Colonizing the Solar System in Four Easy Steps

Colonizing the Solar System in Five Easy Steps by Nicholos WethingtonSo you—or the space agency that you work for—have decided that humans are too good to be confined to the Earth. With that spark of manifest destiny helping to illuminate your path, there is no stopping you from pulling up stakes and heading out to any of the nearby worlds that are so seemingly destitute of life as we know it that they are practically begging to be colonized.

Step One: The Moon

I may be paraphrasing here, but someone once said, “A journey of a few million miles starts with a stop by the grocery store.” The grocery store for this trip is just down the block, only about 250,000 miles away.

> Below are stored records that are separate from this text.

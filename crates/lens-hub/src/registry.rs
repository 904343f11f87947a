//! Profile and follow NFT book-keeping, plus the governance currency list
//!
//! Modules receive an `Arc<HubRegistry>` as their [`ProfileRegistry`] and
//! [`CurrencyWhitelist`]. Every accessor takes a short-lived lock, so a module
//! may query the registry while the hub is in the middle of a call.

use lens_core::{Address, Amount, CurrencyWhitelist, ProfileId, ProfileRegistry, PubId};
use parking_lot::RwLock;
use serde::{Deserialize, Serialize};
use std::collections::{BTreeMap, HashSet};

/// A profile as stored by the hub
#[derive(Clone, Debug, PartialEq, Eq, Serialize, Deserialize)]
pub struct Profile {
    pub id: ProfileId,
    pub owner: Address,
    pub handle: String,
    pub follow_module: Option<Address>,

    /// Number of publications created so far
    pub pub_count: u64,

    /// Follow NFT id → current holder
    pub follow_nfts: BTreeMap<u64, Address>,

    /// Follow NFTs minted so far (ids are never reused)
    pub follow_nfts_minted: u64,
}

impl Profile {
    pub fn new(id: ProfileId, owner: Address, handle: String) -> Self {
        Self {
            id,
            owner,
            handle,
            follow_module: None,
            pub_count: 0,
            follow_nfts: BTreeMap::new(),
            follow_nfts_minted: 0,
        }
    }

    pub fn next_pub_id(&self) -> PubId {
        PubId(self.pub_count + 1)
    }

    pub fn follower_count(&self, holder: &Address) -> Amount {
        self.follow_nfts.values().filter(|h| *h == holder).count() as Amount
    }
}

#[derive(Default)]
pub struct HubRegistry {
    profiles: RwLock<BTreeMap<ProfileId, Profile>>,
    currencies: RwLock<HashSet<Address>>,
}

impl HubRegistry {
    pub fn new() -> Self {
        Self::default()
    }

    pub fn profile(&self, id: ProfileId) -> Option<Profile> {
        self.profiles.read().get(&id).cloned()
    }

    pub fn next_profile_id(&self) -> ProfileId {
        let last = self.profiles.read().keys().next_back().map(|id| id.0).unwrap_or(0);
        ProfileId(last + 1)
    }

    pub fn handle_taken(&self, handle: &str) -> bool {
        self.profiles.read().values().any(|p| p.handle == handle)
    }

    pub(crate) fn insert(&self, profile: Profile) {
        self.profiles.write().insert(profile.id, profile);
    }

    /// Apply `f` to a stored profile
    pub(crate) fn update<R>(&self, id: ProfileId, f: impl FnOnce(&mut Profile) -> R) -> Option<R> {
        self.profiles.write().get_mut(&id).map(f)
    }

    pub fn profile_count(&self) -> usize {
        self.profiles.read().len()
    }

    pub(crate) fn set_currency(&self, currency: Address, whitelisted: bool) {
        let mut currencies = self.currencies.write();
        if whitelisted {
            currencies.insert(currency);
        } else {
            currencies.remove(&currency);
        }
    }
}

impl ProfileRegistry for HubRegistry {
    fn profile_owner(&self, profile: ProfileId) -> Option<Address> {
        self.profiles.read().get(&profile).map(|p| p.owner)
    }

    fn follow_nft_balance(&self, profile: ProfileId, holder: &Address) -> Amount {
        self.profiles
            .read()
            .get(&profile)
            .map(|p| p.follower_count(holder))
            .unwrap_or(0)
    }
}

impl CurrencyWhitelist for HubRegistry {
    fn is_currency_whitelisted(&self, currency: &Address) -> bool {
        self.currencies.read().contains(currency)
    }
}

Though you won’t find any cases of Mr. Pibb on the Moon, what you will find is water: Buckets and buckets of water, according to NASA. One of their recent missions discovered that that place is just lousy with crater-shaped ice cubes of water. Water is also thinly dispersed over its surface.

The Moon is much smaller than the Earth, on the order of 1/80th the Earth’s mass. So, once you are out of the “gravity well” of the Earth, it can eat your interplanetary dust. The escape from gravity makes the Moon a great staging area to “daisy-chain” your travels to other worlds, but just like the grocery store, it’s got its own thing going on too.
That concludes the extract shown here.